# New rats, is this a good cage?



## BluesBrothers (Aug 22, 2010)

i just adopted two boys, they are about 6 months old, pretty big already. i like the looks of this cage, and the user reviewrs have said they have rats living well in it, but i wonder if the bars will be too far apart.
i know the RAT MANOR is better becasuse there are no plastic shelves but i like the idea of the looks of this one, and the heighth! opinions please? want to order something ASAP.

http://www.amazon.com/Super-Pet-Habitat-Defined-Ferret/dp/B001UGMWPO/ref=pd_sbs_k_19#_


----------



## TamSmith (Mar 1, 2010)

For that much money, you can buy a martins or spend a little more and get a CN. The bars are 1in, so you may need to cover it in hardware cloth if they boys aren't big enough and the plastic can easily be chewed by rats. I had one and hated every minute it was in my house. It isn't stable and the shelves puddle up pee and it's impossible to decorate. You would really be much better off with a martins. A r-685 is only 109 for powder-coated (plus shipping) and it's really the last cage you'll ever have to buy. 

Oh yeah, I also have a rat manor and I hate it. Again, for the money, a martins is much better.

http://www.martinscages.com/products/cages/rat/ 
For 2 boys, a R-685 or R-695 would be perfect.


----------



## BluesBrothers (Aug 22, 2010)

great info, thanks. im going to go see the martins cages online now and will avoid this one AND the rat manor.
right now theya re in a bird cage for parakeets which is HUGE compared to the mouse cage they were given to me in.
the cage they are in now is 18 long, 22 high and 12 wide. i hope it will do til i can get a new one, at least with this they have a hammock up top, a wire shelf for food and the bottom is bedding and a wooden 'hut'. they sure do like to wrestle and sleep.


----------



## BluesBrothers (Aug 22, 2010)

Ordered a Martins high rise, the only size that works in my tiny apartment, i'll upgrade to larger later but at least it is more secure than the birdcage they are in now!


----------



## Kiko (Sep 18, 2009)

NO NO NO.

That is a hamster cage, and NOT acceptable for rats, not even 1 :/
See the H-600 next to the name? That stands for hamster.

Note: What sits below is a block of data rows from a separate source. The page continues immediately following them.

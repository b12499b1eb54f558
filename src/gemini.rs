//src/gemini.rs
use reqwest::blocking::Client;
use serde::{Deserialize, Serialize};
use std::time::Duration;
use tracing::{debug, error, info};

use crate::coach::{
    self, AiError, AlternativeGenerator, PlanStructurer, PlanWriter, SessionGenerator,
    StructuredPlan,
};
use crate::model::{ExerciseTarget, WorkoutSession};
use crate::prompts::{self, DietProfile, WorkoutProfile};

pub const DEFAULT_MODEL: &str = "gemini-2.5-flash";
const DEFAULT_BASE_URL: &str = "https://generativelanguage.googleapis.com/v1beta";
const REQUEST_TIMEOUT: Duration = Duration::from_secs(90);
const MIN_KEY_LEN: usize = 5;

#[derive(Serialize, Debug)]
struct Part<'a> {
    text: &'a str,
}

#[derive(Serialize, Debug)]
struct Content<'a> {
    parts: Vec<Part<'a>>,
}

#[derive(Serialize, Debug)]
#[serde(rename_all = "camelCase")]
struct GenerationConfig {
    response_mime_type: &'static str,
}

#[derive(Serialize, Debug)]
#[serde(rename_all = "camelCase")]
struct GenerateRequest<'a> {
    contents: Vec<Content<'a>>,
    #[serde(skip_serializing_if = "Option::is_none")]
    generation_config: Option<GenerationConfig>,
}

#[derive(Deserialize, Debug, Default)]
struct GenerateResponse {
    #[serde(default)]
    candidates: Vec<Candidate>,
}

#[derive(Deserialize, Debug)]
struct Candidate {
    content: Option<CandidateContent>,
}

#[derive(Deserialize, Debug)]
struct CandidateContent {
    #[serde(default)]
    parts: Vec<CandidatePart>,
}

#[derive(Deserialize, Debug)]
struct CandidatePart {
    text: Option<String>,
}

impl GenerateResponse {
    fn text(self) -> String {
        self.candidates
            .into_iter()
            .next()
            .and_then(|c| c.content)
            .map(|c| {
                c.parts
                    .into_iter()
                    .filter_map(|p| p.text)
                    .collect::<Vec<_>>()
                    .join("")
            })
            .unwrap_or_default()
    }
}

/// Blocking client for the Gemini `generateContent` endpoint. Implements every coach trait.
pub struct GeminiClient {
    http_client: Client,
    api_key: String,
    model: String,
    base_url: String,
}

impl GeminiClient {
    /// # Errors
    /// `AuthFailure` when the key is missing or obviously too short,
    /// `Network` if the HTTP client cannot be built.
    pub fn new(api_key: &str, model: &str) -> Result<Self, AiError> {
        let api_key = api_key.trim();
        if api_key.len() < MIN_KEY_LEN {
            return Err(AiError::AuthFailure(
                "API key is missing. Set `api_key` in the config file or the GEMINI_API_KEY environment variable.".to_string(),
            ));
        }
        let http_client = Client::builder()
            .timeout(REQUEST_TIMEOUT)
            .build()
            .map_err(|e| AiError::Network(e.to_string()))?;
        Ok(Self {
            http_client,
            api_key: api_key.to_string(),
            model: model.to_string(),
            base_url: DEFAULT_BASE_URL.to_string(),
        })
    }

    /// Points the client at another host (proxies, tests).
    #[must_use]
    pub fn with_base_url(mut self, base_url: impl Into<String>) -> Self {
        self.base_url = base_url.into();
        self
    }

    /// Sends one prompt and returns the reply text. `json_reply` asks the model
    /// for `application/json` output.
    ///
    /// # Errors
    /// Returns a categorized `AiError`; an empty reply is `MalformedResponse`.
    pub fn generate(&self, prompt: &str, json_reply: bool) -> Result<String, AiError> {
        let url = format!(
            "{}/models/{}:generateContent",
            self.base_url.trim_end_matches('/'),
            self.model
        );
        let request = GenerateRequest {
            contents: vec![Content {
                parts: vec![Part { text: prompt }],
            }],
            generation_config: json_reply.then_some(GenerationConfig {
                response_mime_type: "application/json",
            }),
        };
        info!(model = %self.model, json_reply, prompt_len = prompt.len(), "sending generateContent request");

        let response = self
            .http_client
            .post(&url)
            .header("x-goog-api-key", &self.api_key)
            .json(&request)
            .send()
            .map_err(|e| {
                error!("generateContent request failed: {e}");
                AiError::categorize(None, &e.to_string())
            })?;

        let status = response.status();
        if !status.is_success() {
            let body = response
                .text()
                .unwrap_or_else(|_| "Could not read error body".to_string());
            error!(
                "generateContent failed with status: {}. Body: {}",
                status, body
            );
            return Err(AiError::categorize(Some(status.as_u16()), &body));
        }

        let parsed: GenerateResponse = response
            .json()
            .map_err(|e| AiError::MalformedResponse(e.to_string()))?;
        let text = parsed.text();
        debug!(reply_len = text.len(), "received generateContent reply");
        if text.trim().is_empty() {
            return Err(AiError::MalformedResponse(
                "received empty response".to_string(),
            ));
        }
        Ok(text)
    }
}

impl SessionGenerator for GeminiClient {
    fn generate_session(
        &self,
        focus: &str,
        exercise_count: u32,
    ) -> Result<WorkoutSession, AiError> {
        let reply = self.generate(&prompts::session_prompt(focus, exercise_count), true)?;
        coach::parse_generated_session(&reply, focus, exercise_count)
    }
}

impl AlternativeGenerator for GeminiClient {
    fn generate_alternative(
        &self,
        current_name: &str,
        focus: &str,
    ) -> Result<ExerciseTarget, AiError> {
        let reply = self.generate(&prompts::alternative_prompt(current_name, focus), true)?;
        coach::parse_alternative(&reply)
    }
}

impl PlanStructurer for GeminiClient {
    fn parse_plan_to_days(&self, plan_text: &str) -> Result<StructuredPlan, AiError> {
        let reply = self.generate(&prompts::plan_structure_prompt(plan_text), true)?;
        coach::parse_structured_plan(&reply)
    }
}

impl PlanWriter for GeminiClient {
    fn write_diet_plan(
        &self,
        profile: &DietProfile,
        skipped_meals: &[String],
    ) -> Result<String, AiError> {
        self.generate(&prompts::diet_plan_prompt(profile, skipped_meals), false)
    }

    fn write_workout_plan(&self, profile: &WorkoutProfile) -> Result<String, AiError> {
        self.generate(&prompts::workout_plan_prompt(profile), false)
    }
}

#[cfg(test)]
mod tests {
    use super::*;

    #[test]
    fn test_short_key_is_auth_failure() {
        let err = GeminiClient::new("abc", DEFAULT_MODEL).err().unwrap();
        assert_eq!(err.category(), "auth");
    }

    #[test]
    fn test_response_text_joins_parts() {
        let raw = r#"{"candidates":[{"content":{"parts":[{"text":"{\"a\":"},{"text":"1}"}]}}]}"#;
        let parsed: GenerateResponse = serde_json::from_str(raw).unwrap();
        assert_eq!(parsed.text(), "{\"a\":1}");
    }

    #[test]
    fn test_request_omits_config_for_plain_text() {
        let request = GenerateRequest {
            contents: vec![Content {
                parts: vec![Part { text: "hi" }],
            }],
            generation_config: None,
        };
        let json = serde_json::to_value(&request).unwrap();
        assert!(json.get("generationConfig").is_none());
        assert_eq!(json["contents"][0]["parts"][0]["text"], "hi");
    }
}
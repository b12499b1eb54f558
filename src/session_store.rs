//src/session_store.rs
use serde::{Deserialize, Serialize};
use thiserror::Error;
use tracing::{debug, warn};

use crate::history::HistoryRecord;
use crate::model::WorkoutSession;
use crate::store::{self, KeyValueStore};

pub const CURRENT_SESSION_KEY: &str = "gym_active_session";
pub const HISTORY_KEY: &str = "gym_history";

#[derive(Error, Debug)]
pub enum Error {
    #[error("Storage error: {0}")]
    Store(#[from] store::Error),
    #[error("Failed to serialize '{key}': {source}")]
    Serialize {
        key: &'static str,
        #[source]
        source: serde_json::Error,
    },
    #[error("Stored '{key}' entry is corrupt: {source}")]
    Corrupt {
        key: &'static str,
        #[source]
        source: serde_json::Error,
    },
}

impl Error {
    /// True when the underlying store refused the write for lack of space.
    #[must_use]
    pub const fn is_capacity_exceeded(&self) -> bool {
        matches!(self, Self::Store(store::Error::CapacityExceeded { .. }))
    }
}

/// Where the live session stands. Persisted next to the session so a later
/// process resumes at the same step.
#[derive(Debug, Clone, Copy, PartialEq, Eq, Serialize, Deserialize)]
#[serde(tag = "step", rename_all = "camelCase")]
pub enum Phase {
    Warmup,
    Active { index: usize },
    Summary,
}

/// The value stored under [`CURRENT_SESSION_KEY`].
#[derive(Debug, Clone, PartialEq, Serialize, Deserialize)]
#[serde(rename_all = "camelCase")]
pub struct ActiveWorkout {
    pub phase: Phase,
    pub body_weight: f64,
    pub session: WorkoutSession,
}

/// Typed access to the two persisted entries: the active session and the history list.
pub struct SessionStore<S: KeyValueStore> {
    kv: S,
}

impl<S: KeyValueStore> SessionStore<S> {
    pub const fn new(kv: S) -> Self {
        Self { kv }
    }

    pub const fn kv(&self) -> &S {
        &self.kv
    }

    /// Reads the active session, if one is in progress.
    /// # Errors
    /// Returns `Error` if the store cannot be read or the entry does not parse.
    pub fn load_current(&self) -> Result<Option<ActiveWorkout>, Error> {
        let Some(raw) = self.kv.get(CURRENT_SESSION_KEY)? else {
            return Ok(None);
        };
        serde_json::from_str(&raw)
            .map(Some)
            .map_err(|source| Error::Corrupt {
                key: CURRENT_SESSION_KEY,
                source,
            })
    }

    /// Overwrites the active session entry.
    /// # Errors
    /// Returns `Error` on serialization or store failure (including capacity exceeded).
    pub fn save_current(&mut self, active: &ActiveWorkout) -> Result<(), Error> {
        let raw = serde_json::to_string(active).map_err(|source| Error::Serialize {
            key: CURRENT_SESSION_KEY,
            source,
        })?;
        self.kv.set(CURRENT_SESSION_KEY, &raw)?;
        debug!(phase = ?active.phase, "saved active session");
        Ok(())
    }

    /// # Errors
    /// Returns `Error` if the store cannot be written.
    pub fn clear_current(&mut self) -> Result<(), Error> {
        self.kv.remove(CURRENT_SESSION_KEY)?;
        debug!("cleared active session");
        Ok(())
    }

    /// Full history, most recent first. A missing entry is an empty history.
    /// # Errors
    /// Returns `Error` if the store cannot be read or the entry does not parse.
    pub fn load_history(&self) -> Result<Vec<HistoryRecord>, Error> {
        let Some(raw) = self.kv.get(HISTORY_KEY)? else {
            return Ok(Vec::new());
        };
        serde_json::from_str(&raw).map_err(|source| {
            warn!("history entry failed to parse: {source}");
            Error::Corrupt {
                key: HISTORY_KEY,
                source,
            }
        })
    }

    /// # Errors
    /// Returns `Error` on serialization or store failure.
    pub fn save_history(&mut self, records: &[HistoryRecord]) -> Result<(), Error> {
        let raw = serde_json::to_string(records).map_err(|source| Error::Serialize {
            key: HISTORY_KEY,
            source,
        })?;
        self.kv.set(HISTORY_KEY, &raw)?;
        Ok(())
    }

    /// Read-modify-write: puts `record` at the front of the history list.
    /// Not safe against a second writer touching the store between the read and the write.
    /// # Errors
    /// Returns `Error` if reading or writing the history fails.
    pub fn append_history(&mut self, record: HistoryRecord) -> Result<(), Error> {
        let mut records = self.load_history()?;
        debug!(id = record.id(), kind = %record.kind(), "appending history record");
        records.insert(0, record);
        self.save_history(&records)
    }

    /// Removes the record with `id`. Returns whether a record was removed.
    /// # Errors
    /// Returns `Error` if reading or writing the history fails.
    pub fn delete_history(&mut self, id: &str) -> Result<bool, Error> {
        let mut records = self.load_history()?;
        let before = records.len();
        records.retain(|r| r.id() != id);
        if records.len() == before {
            return Ok(false);
        }
        self.save_history(&records)?;
        Ok(true)
    }

    /// # Errors
    /// Returns `Error` if the history cannot be read.
    pub fn find_history(&self, id: &str) -> Result<Option<HistoryRecord>, Error> {
        Ok(self.load_history()?.into_iter().find(|r| r.id() == id))
    }
}

#[cfg(test)]
mod tests {
    use super::*;
    use crate::model::ExerciseTarget;
    use crate::store::MemoryStore;

    #[test]
    fn test_append_is_most_recent_first_and_delete_by_id() {
        let mut store = SessionStore::new(MemoryStore::new());
        let first = HistoryRecord::diet("Diet A", "a");
        let second = HistoryRecord::workout("Workout B", "b");
        let first_id = first.id().to_string();
        store.append_history(first).unwrap();
        store.append_history(second).unwrap();

        let titles: Vec<String> = store
            .load_history()
            .unwrap()
            .iter()
            .map(|r| r.title().to_string())
            .collect();
        assert_eq!(titles, vec!["Workout B", "Diet A"]);

        assert!(store.delete_history(&first_id).unwrap());
        assert!(!store.delete_history(&first_id).unwrap());
        assert_eq!(store.load_history().unwrap().len(), 1);
    }

    #[test]
    fn test_corrupt_current_entry_is_reported() {
        let mut kv = MemoryStore::new();
        kv.set(CURRENT_SESSION_KEY, "{not json").unwrap();
        let store = SessionStore::new(kv);
        assert!(matches!(
            store.load_current(),
            Err(Error::Corrupt {
                key: CURRENT_SESSION_KEY,
                ..
            })
        ));
    }

    #[test]
    fn test_active_workout_round_trip() {
        let mut store = SessionStore::new(MemoryStore::new());
        let active = ActiveWorkout {
            phase: Phase::Active { index: 1 },
            body_weight: 82.5,
            session: WorkoutSession::new(
                "Back",
                vec![
                    ExerciseTarget::new("Row", 3, "8-12", "90s"),
                    ExerciseTarget::new("Pulldown", 3, "10", "60s"),
                ],
                vec!["Band pull-aparts".to_string()],
            ),
        };
        store.save_current(&active).unwrap();
        assert_eq!(store.load_current().unwrap(), Some(active));
        store.clear_current().unwrap();
        assert_eq!(store.load_current().unwrap(), None);
    }
}
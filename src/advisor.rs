//src/advisor.rs
use std::fmt;

/// Coaching hint attached to each logged set. Advisory only.
#[derive(Debug, Clone, Copy, PartialEq, Eq)]
pub enum Suggestion {
    IncreaseWeight,
    MaintainWeight,
    DecreaseWeight,
}

impl Suggestion {
    #[must_use]
    pub const fn message(self) -> &'static str {
        match self {
            Self::IncreaseWeight => "Great job! Increase weight by 2.5kg next set.",
            Self::MaintainWeight => "Maintain weight.",
            Self::DecreaseWeight => "Decrease weight slightly to hit target reps.",
        }
    }
}

impl fmt::Display for Suggestion {
    fn fmt(&self, f: &mut fmt::Formatter<'_>) -> fmt::Result {
        f.write_str(self.message())
    }
}

const RANGE_DASHES: [char; 2] = ['-', '\u{2013}'];

fn leading_number(text: &str) -> Option<u32> {
    let digits: String = text
        .trim_start()
        .chars()
        .take_while(char::is_ascii_digit)
        .collect();
    digits.parse().ok()
}

/// Upper bound of a rep range: "8-12" -> 12, "10" -> 10, "10-12 reps" -> 12.
///
/// The part after the first dash (or the whole string when there is none) is
/// read by its leading digits. Returns `None` for ranges like "AMRAP".
#[must_use]
pub fn rep_ceiling(target_reps: &str) -> Option<u32> {
    let upper = target_reps
        .split(RANGE_DASHES)
        .nth(1)
        .filter(|part| !part.trim().is_empty())
        .unwrap_or(target_reps);
    leading_number(upper)
}

/// Lower bound of a rep range ("8-12" -> 8). `None` for a single number.
#[must_use]
pub fn rep_floor(target_reps: &str) -> Option<u32> {
    let (lower, _) = target_reps.split_once(RANGE_DASHES)?;
    leading_number(lower)
}

/// Suggestion for the next set given the reps just performed.
///
/// Above the ceiling means the weight is too light. Falling short of both the
/// range floor and two reps under the ceiling means it is too heavy. An
/// unreadable range always yields `MaintainWeight`.
#[must_use]
pub fn advise(reps: u32, target_reps: &str) -> Suggestion {
    let Some(ceiling) = rep_ceiling(target_reps) else {
        return Suggestion::MaintainWeight;
    };
    let near_ceiling = i64::from(ceiling) - 2;
    let too_few = rep_floor(target_reps)
        .map_or(near_ceiling, |floor| near_ceiling.min(i64::from(floor)));
    if reps > ceiling {
        Suggestion::IncreaseWeight
    } else if i64::from(reps) < too_few {
        Suggestion::DecreaseWeight
    } else {
        Suggestion::MaintainWeight
    }
}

It tricks people with the picture, and is very very small.
It's not much bigger then bird cage you have.

I know a few people tricked by that cage, the dimensions are cruelly small for rats, and did you get galvanized?
If you did, you really should cancel the order asap. Galvanized will rust, and absorb odor very fast, and in a few months it would need to be thrown out. 
They NEED the powder coating, and a cage at LEAST the size of the Martins Rat Cabin (r-670)
Sorry to come off as harsh, but I can not imagine a rat being forced to live in a cage that small :/


----------



## Kiko (Sep 18, 2009)

I looked, and it is Only 2 inches taller then your current cage.
So basically, a waste of money.


----------



## hannahg (Jul 28, 2010)

ok! changed the order to the r-670,rat cabin!


----------



## BluesBrothers (Aug 22, 2010)

thats my mom talking, she's changing the order with me!


----------



## Kiko (Sep 18, 2009)

Thats great 
Sorry to be so intense xD
But that cage is a menace, so many new rat owners order it thinking it;s large cause of the misleading pic.


----------



## BluesBrothers (Aug 22, 2010)

kiko, i like intense, i respond to intense. i even told debbie martin that some in the rat community felt very strongly against this cage, felt it should not be represented as a cage suitable for healthy rat living.
do you think i should upgrade, same stats but way higher at 36inches, i have til tonight to change my mind. and yes, powder coated, because your so smart!
big smiles!
jake and elwoods new mama who stayed up til 3 a.m. on the floor with their cage door opened and they came out and sniffed me and took food from me then ran back in the birdcage, three days, we're going to get these guys feeling safe and happy soon if i have to give up sleeping altogether!


----------



## TamSmith (Mar 1, 2010)

From what I understand, even the R-670 isn't big enough for rats. For males, the R-685 or R695 is suitable.


----------



## BluesBrothers (Aug 22, 2010)

oh gawd darn it, if i keep changing my order im going to drive everyone, including myself CRAZY!


----------



## BluesBrothers (Aug 22, 2010)

PLEASE ADVISE EVERYONE! MARTINS 680 RAT LODGE or their 690 RAT TOWER????? NEED TO DECIDE TONIGHT!


----------



## TamSmith (Mar 1, 2010)

TamSmith said:


> From what I understand, even the R-670 isn't big enough for rats. For males, the R-685 or R695 is suitable.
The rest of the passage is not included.